WORK ORDER =>
Locate the line containing "pub mod config;" in the material below; repeat it and every line after it, exactly as written.

SUPPLIED RECORDS =>
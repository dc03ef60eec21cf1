pub mod style;

pub use style::JsxSortProps;
//! Build documents for tests without a parser
//!
//! [`SourceBuilder`] writes markup text piece by piece and records the span of
//! every element and attribute as it goes, so the resulting tree always
//! agrees with the source.
//!
//! ```
//! use jsx_prop_lint_tree::testing::SourceBuilder;
//!
//! let doc = SourceBuilder::new()
//!     .open("Card")
//!     .attr("b", "b={1}")
//!     .spread("{...rest}")
//!     .close(" />")
//!     .build();
//!
//! assert_eq!(doc.source(), "<Card b={1} {...rest} />");
//! assert_eq!(doc.elements()[0].attributes.len(), 2);
//! ```

use crate::ast::{Attribute, AttributeKind, Document, Element, Span};

#[derive(Debug, Default)]
pub struct SourceBuilder {
    source: String,
    elements: Vec<Element>,
    current: Option<Element>,
}

impl SourceBuilder {
    pub fn new() -> Self {
        Self::default()
    }

    /// Append raw text that belongs to no attribute
    pub fn text(mut self, text: &str) -> Self {
        self.source.push_str(text);
        self
    }

    /// Start a new element by writing `<name`
    pub fn open(mut self, name: &str) -> Self {
        self.finish_element();
        let start = self.source.len();
        self.source.push('<');
        self.source.push_str(name);
        self.current = Some(Element {
            name: Some(name.to_string()),
            span: Span::new(start, start),
            ..Element::default()
        });
        self
    }

    /// Append a space and a plain attribute whose text starts with `name`
    pub fn attr(self, name: &str, text: &str) -> Self {
        self.push_attribute(AttributeKind::Plain, Some(name), text)
    }

    /// Append a space and a plain attribute the parser could not name
    pub fn unnamed(self, text: &str) -> Self {
        self.push_attribute(AttributeKind::Plain, None, text)
    }

    /// Append a space and a spread attribute
    pub fn spread(self, text: &str) -> Self {
        self.push_attribute(AttributeKind::Spread, None, text)
    }

    /// Write the end of the opening tag and close the element span
    pub fn close(mut self, text: &str) -> Self {
        self.source.push_str(text);
        self.finish_element();
        self
    }

    pub fn build(mut self) -> Document {
        self.finish_element();
        Document::new(self.source, self.elements)
    }

    fn push_attribute(mut self, kind: AttributeKind, name: Option<&str>, text: &str) -> Self {
        self.source.push(' ');
        let start = self.source.len();
        self.source.push_str(text);
        let attribute = Attribute {
            kind,
            name: name.map(str::to_string),
            span: Span::new(start, self.source.len()),
        };

        self.current
            .get_or_insert_with(|| Element {
                span: Span::new(start, start),
                ..Element::default()
            })
            .attributes
            .push(attribute);
        self
    }

    fn finish_element(&mut self) {
        if let Some(mut element) = self.current.take() {
            element.span.end = self.source.len();
            self.elements.push(element);
        }
    }
}

#[cfg(test)]
mod tests {
    use super::*;

    #[test]
    fn test_spans_match_source() {
        let doc = SourceBuilder::new()
            .open("A")
            .attr("x", "x=\"1\"")
            .attr("templateName", "templateName=\"t\"")
            .close(">")
            .build();

        let element = &doc.elements()[0];
        assert_eq!(element.span, Span::new(0, doc.source().len()));
        assert_eq!(doc.text(element.attributes[0].span), "x=\"1\"");
        assert_eq!(doc.text(element.attributes[1].span), "templateName=\"t\"");
    }

    #[test]
    fn test_multiple_elements() {
        let doc = SourceBuilder::new()
            .open("A")
            .attr("a", "a")
            .close(" />")
            .text("\n")
            .open("B")
            .unnamed("{/* c */}")
            .close(" />")
            .build();

        assert_eq!(doc.elements().len(), 2);
        assert_eq!(doc.elements()[1].attributes[0].name(), None);
        assert_eq!(doc.position(doc.elements()[1].span.start).line, 2);
    }
}
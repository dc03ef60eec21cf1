//! Core types shared by jsx-prop-lint rules and front ends.
//!
//! # Modules
//!
//! - [`linter`]: Core lint types: [`LintRule`] trait, [`LintError`], [`Severity`], [`Fix`]
//! - [`config`]: Configuration loaded from `.jsx-prop-lint.toml` ([`LintConfig`])
//! - [`docs`]: Rule documentation ([`RuleDoc`])
//!
//! # Quick reference
//!
//! | Type | Purpose |
//! |------|---------|
//! | [`LintRule`] | Visitor trait every rule implements, one method per node kind |
//! | [`LintError`] | A single lint diagnostic with location, severity, and optional fix |
//! | [`Severity`] | `Error` or `Warning` |
//! | [`Fix`] | A single byte-range replacement |
//! | [`LintConfig`] | Settings loaded from `.jsx-prop-lint.toml` |
//! | [`Linter`] | Walks a document and dispatches every element to every rule |
//!
//! # Re-exports
//!
//! The [`tree`] module re-exports the entire [`jsx_prop_lint_tree`] crate.

pub mod config;
pub mod docs;
pub mod linter;

// Re-export tree crate
pub use jsx_prop_lint_tree as tree;

pub use config::{
    CONFIG_FILE_NAME, Color, ColorConfig, ColorMode, ConfigError, DEFAULT_CONFIG_TEMPLATE,
    LintConfig, RuleConfig,
};
pub use docs::RuleDoc;
pub use linter::{Fix, LintError, LintRule, Linter, RULE_CATEGORIES, Severity};
pub use jsx_prop_lint_tree::{
    Document, load_document, load_document_with_source, parse_document,
};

RESULT =>
pub mod config;
pub mod docs;
pub mod linter;

// Re-export tree crate
pub use jsx_prop_lint_tree as tree;

pub use config::{
    CONFIG_FILE_NAME, Color, ColorConfig, ColorMode, ConfigError, DEFAULT_CONFIG_TEMPLATE,
    LintConfig, RuleConfig,
};
pub use docs::RuleDoc;
pub use linter::{Fix, LintError, LintRule, Linter, RULE_CATEGORIES, Severity};
pub use jsx_prop_lint_tree::{
    Document, load_document, load_document_with_source, parse_document,
};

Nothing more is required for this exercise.